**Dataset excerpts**
________________

//! Typed Uuids

use std::{
    cmp::Ordering,
    fmt::{Debug, Display, Formatter, Result as FmtResult},
    hash::{Hash, Hasher},
    marker::PhantomData,
    str::FromStr,
};

use serde::{Deserialize, Deserializer, Serialize, Serializer};
use uuid::Uuid;

/// A [`Uuid`] tagged with the record type it identifies, so a product id can
/// never be passed where a variant id is expected.
pub struct TypedUuid<T>(Uuid, PhantomData<T>);

impl<T> TypedUuid<T> {
    /// Generate a new time-ordered (v7) identifier.
    #[must_use]
    pub fn new() -> Self {
        Self::from_uuid(Uuid::now_v7())
    }

    /// Wrap an existing [`Uuid`].
    pub const fn from_uuid(uuid: Uuid) -> Self {
        Self(uuid, PhantomData)
    }

    /// Unwrap into the underlying [`Uuid`].
    #[must_use]
    pub const fn into_uuid(self) -> Uuid {
        self.0
    }
}

impl<T> Clone for TypedUuid<T> {
    fn clone(&self) -> Self {
        *self
    }
}

impl<T> Copy for TypedUuid<T> {}

impl<T> Debug for TypedUuid<T> {
    fn fmt(&self, f: &mut Formatter<'_>) -> FmtResult {
        Debug::fmt(&self.0, f)
    }
}

impl<T> Display for TypedUuid<T> {
    fn fmt(&self, f: &mut Formatter<'_>) -> FmtResult {
        Display::fmt(&self.0, f)
    }
}

impl<T> PartialEq for TypedUuid<T> {
    fn eq(&self, other: &Self) -> bool {
        self.0 == other.0
    }
}

impl<T> Eq for TypedUuid<T> {}

impl<T> Hash for TypedUuid<T> {
    fn hash<H: Hasher>(&self, state: &mut H) {
        self.0.hash(state);
    }
}

impl<T> PartialOrd for TypedUuid<T> {
    fn partial_cmp(&self, other: &Self) -> Option<Ordering> {
        Some(self.cmp(other))
    }
}

impl<T> Ord for TypedUuid<T> {
    fn cmp(&self, other: &Self) -> Ordering {
        self.0.cmp(&other.0)
    }
}

impl<T> From<Uuid> for TypedUuid<T> {
    fn from(value: Uuid) -> Self {
        Self::from_uuid(value)
    }
}

impl<T> From<TypedUuid<T>> for Uuid {
    fn from(value: TypedUuid<T>) -> Self {
        value.into_uuid()
    }
}

impl<T> FromStr for TypedUuid<T> {
    type Err = uuid::Error;

    fn from_str(value: &str) -> Result<Self, Self::Err> {
        Uuid::parse_str(value).map(Self::from_uuid)
    }
}

impl<T> Serialize for TypedUuid<T> {
    fn serialize<S: Serializer>(&self, serializer: S) -> Result<S::Ok, S::Error> {
        self.0.serialize(serializer)
    }
}

impl<'de, T> Deserialize<'de> for TypedUuid<T> {
    fn deserialize<D: Deserializer<'de>>(deserializer: D) -> Result<Self, D::Error> {
        Uuid::deserialize(deserializer).map(Self::from_uuid)
    }
}
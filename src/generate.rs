//! Icon generation.
//!
//! Reads the configured source image once and writes one square PNG per size
//! table entry:
//!
//! ```text
//! android/app/src/main/res/
//! ├── mipmap-mdpi/ic_launcher.png      48x48
//! ├── mipmap-hdpi/ic_launcher.png      72x72
//! ├── mipmap-xhdpi/ic_launcher.png     96x96
//! ├── mipmap-xxhdpi/ic_launcher.png    144x144
//! └── mipmap-xxxhdpi/ic_launcher.png   192x192
//! ```
//!
//! ## Failure handling
//!
//! A missing input file is an expected condition, reported as
//! [`GenerateOutcome::InputMissing`] before anything is written. Every other
//! failure (decode, directory creation, write) is a [`GenerateError`] that
//! stops the run. Icons already written stay on disk.
//!
//! ## Parallel Processing
//!
//! With `processing.max_processes = 1` (the default) icons are written one
//! after another in table order and the first failure stops the remaining
//! entries. Larger values spread the writes over a local
//! [rayon](https://docs.rs/rayon) pool; progress is still reported in table
//! order.

use crate::config::{IconConfig, effective_threads};
use crate::imaging::{BackendError, IconPlan, ImageBackend, SourceImage, create_icon, plan_icons};
use rayon::prelude::*;
use std::path::PathBuf;
use std::sync::mpsc::Sender;
use thiserror::Error;

#[derive(Error, Debug)]
pub enum GenerateError {
    #[error("IO error: {0}")]
    Io(#[from] std::io::Error),
    #[error("Image processing failed: {0}")]
    Imaging(#[from] BackendError),
    #[error("Failed to start worker pool: {0}")]
    ThreadPool(#[from] rayon::ThreadPoolBuildError),
}

/// Progress event emitted once per icon written.
#[derive(Debug, Clone, PartialEq, Eq)]
pub enum IconEvent {
    Written {
        label: String,
        path: PathBuf,
        size: u32,
    },
}

/// A successfully written icon.
#[derive(Debug, Clone, PartialEq, Eq)]
pub struct WrittenIcon {
    pub label: String,
    pub path: PathBuf,
    pub size: u32,
}

impl From<&IconPlan> for WrittenIcon {
    fn from(plan: &IconPlan) -> Self {
        Self {
            label: plan.label.clone(),
            path: plan.output_path.clone(),
            size: plan.size,
        }
    }
}

/// How a run ended without an unrecovered error.
#[derive(Debug, Clone, PartialEq, Eq)]
pub enum GenerateOutcome {
    /// Every entry was written, in table order.
    Generated(Vec<WrittenIcon>),
    /// The input file does not exist; nothing was written.
    InputMissing(PathBuf),
}

/// Generate every icon in `config.sizes` from `config.input_image`.
///
/// Sends an [`IconEvent`] per written icon when `events` is given.
pub fn generate_icons(
    backend: &impl ImageBackend,
    config: &IconConfig,
    events: Option<Sender<IconEvent>>,
) -> Result<GenerateOutcome, GenerateError> {
    if !config.input_image.exists() {
        return Ok(GenerateOutcome::InputMissing(config.input_image.clone()));
    }

    let source = backend.decode(&config.input_image)?;
    let plans = plan_icons(config);

    let threads = effective_threads(&config.processing);
    let written = if threads > 1 {
        write_parallel(backend, &source, &plans, threads, events.as_ref())?
    } else {
        write_sequential(backend, &source, &plans, events.as_ref())?
    };

    Ok(GenerateOutcome::Generated(written))
}

fn write_sequential(
    backend: &impl ImageBackend,
    source: &SourceImage,
    plans: &[IconPlan],
    events: Option<&Sender<IconEvent>>,
) -> Result<Vec<WrittenIcon>, GenerateError> {
    let mut written = Vec::with_capacity(plans.len());
    for plan in plans {
        create_icon(backend, source, plan)?;
        let icon = WrittenIcon::from(plan);
        emit(events, &icon);
        written.push(icon);
    }
    Ok(written)
}

fn write_parallel(
    backend: &impl ImageBackend,
    source: &SourceImage,
    plans: &[IconPlan],
    threads: usize,
    events: Option<&Sender<IconEvent>>,
) -> Result<Vec<WrittenIcon>, GenerateError> {
    let pool = rayon::ThreadPoolBuilder::new()
        .num_threads(threads)
        .build()?;
    let results: Vec<Result<(), BackendError>> = pool.install(|| {
        plans
            .par_iter()
            .map(|plan| create_icon(backend, source, plan))
            .collect()
    });

    // Report the successful prefix in table order, then the first failure.
    let mut written = Vec::with_capacity(plans.len());
    for (plan, result) in plans.iter().zip(results) {
        result?;
        let icon = WrittenIcon::from(plan);
        emit(events, &icon);
        written.push(icon);
    }
    Ok(written)
}

fn emit(events: Option<&Sender<IconEvent>>, icon: &WrittenIcon) {
    if let Some(tx) = events {
        // A dropped receiver only loses progress output.
        let _ = tx.send(IconEvent::Written {
            label: icon.label.clone(),
            path: icon.path.clone(),
            size: icon.size,
        });
    }
}

#[cfg(test)]
mod tests {
    use super::*;
    use crate::config::{ProcessingConfig, SizeEntry, SizeTable};
    use crate::imaging::backend::tests::{MockBackend, RecordedOp};
    use crate::test_helpers::{list_files, mock_config};
    use tempfile::TempDir;

    #[test]
    fn missing_input_writes_nothing() {
        let tmp = TempDir::new().unwrap();
        let mut config = mock_config(tmp.path());
        config.input_image = tmp.path().join("absent.png");
        let backend = MockBackend::new();

        let outcome = generate_icons(&backend, &config, None).unwrap();

        assert_eq!(outcome, GenerateOutcome::InputMissing(config.input_image));
        assert!(backend.get_operations().is_empty());
        assert!(!config.project_path.exists());
        assert_eq!(list_files(tmp.path()), ["logo.png"]);
    }

    #[test]
    fn decodes_once_then_writes_in_table_order() {
        let tmp = TempDir::new().unwrap();
        let config = mock_config(tmp.path());
        let backend = MockBackend::new();

        generate_icons(&backend, &config, None).unwrap();

        let ops = backend.get_operations();
        assert_eq!(ops.len(), 6);
        assert!(matches!(&ops[0], RecordedOp::Decode(_)));
        assert_eq!(
            backend.written_labels(),
            [
                "mipmap-mdpi",
                "mipmap-hdpi",
                "mipmap-xhdpi",
                "mipmap-xxhdpi",
                "mipmap-xxxhdpi"
            ]
        );
    }

    #[test]
    fn creates_every_density_directory() {
        let tmp = TempDir::new().unwrap();
        let config = mock_config(tmp.path());

        generate_icons(&MockBackend::new(), &config, None).unwrap();

        for entry in config.sizes.iter() {
            assert!(config.project_path.join(&entry.label).is_dir());
        }
    }

    #[test]
    fn events_follow_table_order() {
        let tmp = TempDir::new().unwrap();
        let config = mock_config(tmp.path());
        let (tx, rx) = std::sync::mpsc::channel();

        generate_icons(&MockBackend::new(), &config, Some(tx)).unwrap();

        let sizes: Vec<u32> = rx
            .iter()
            .map(|IconEvent::Written { size, .. }| size)
            .collect();
        assert_eq!(sizes, [48, 72, 96, 144, 192]);
    }

    #[test]
    fn first_failure_stops_sequential_run() {
        let tmp = TempDir::new().unwrap();
        let config = mock_config(tmp.path());
        let backend = MockBackend::failing_on("mipmap-xhdpi");
        let (tx, rx) = std::sync::mpsc::channel();

        let result = generate_icons(&backend, &config, Some(tx));

        assert!(matches!(result, Err(GenerateError::Imaging(BackendError::Io(_)))));
        assert_eq!(backend.written_labels(), ["mipmap-mdpi", "mipmap-hdpi"]);
        assert_eq!(rx.iter().count(), 2);
        // Later entries are never attempted.
        assert!(!config.project_path.join("mipmap-xxhdpi").exists());
    }

    #[test]
    fn parallel_run_reports_in_table_order() {
        let tmp = TempDir::new().unwrap();
        let config = IconConfig {
            processing: ProcessingConfig { max_processes: 0 },
            ..mock_config(tmp.path())
        };
        let (tx, rx) = std::sync::mpsc::channel();

        let outcome = generate_icons(&MockBackend::new(), &config, Some(tx)).unwrap();

        let GenerateOutcome::Generated(written) = outcome else {
            panic!("expected icons to be generated");
        };
        let labels: Vec<&str> = written.iter().map(|w| w.label.as_str()).collect();
        assert_eq!(
            labels,
            [
                "mipmap-mdpi",
                "mipmap-hdpi",
                "mipmap-xhdpi",
                "mipmap-xxhdpi",
                "mipmap-xxxhdpi"
            ]
        );
        assert_eq!(rx.iter().count(), 5);
    }

    #[test]
    fn parallel_failure_reports_successful_prefix() {
        let tmp = TempDir::new().unwrap();
        let config = IconConfig {
            processing: ProcessingConfig { max_processes: 0 },
            ..mock_config(tmp.path())
        };
        let backend = MockBackend::failing_on("mipmap-hdpi");
        let (tx, rx) = std::sync::mpsc::channel();

        let result = generate_icons(&backend, &config, Some(tx));

        assert!(result.is_err());
        let labels: Vec<String> = rx
            .iter()
            .map(|IconEvent::Written { label, .. }| label)
            .collect();
        assert_eq!(labels, ["mipmap-mdpi"]);
    }

    #[test]
    fn written_icons_carry_plan_paths() {
        let tmp = TempDir::new().unwrap();
        let config = IconConfig {
            sizes: SizeTable::new(vec![SizeEntry::new("drawable", 24)]),
            ..mock_config(tmp.path())
        };

        let outcome = generate_icons(&MockBackend::new(), &config, None).unwrap();

        assert_eq!(
            outcome,
            GenerateOutcome::Generated(vec![WrittenIcon {
                label: "drawable".into(),
                path: config.project_path.join("drawable/ic_launcher.png"),
                size: 24,
            }])
        );
        assert!(config.project_path.join("drawable").is_dir());
    }
}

________________

**WHAT YOU SHOULD DO**
For the word "Debug", find every line in the data that holds it and copy that line.

**RESPONSE TO THIS TASK**
    fmt::{Debug, Display, Formatter, Result as FmtResult},
impl<T> Debug for TypedUuid<T> {
        Debug::fmt(&self.0, f)
#[derive(Error, Debug)]
#[derive(Debug, Clone, PartialEq, Eq)]
#[derive(Debug, Clone, PartialEq, Eq)]
#[derive(Debug, Clone, PartialEq, Eq)]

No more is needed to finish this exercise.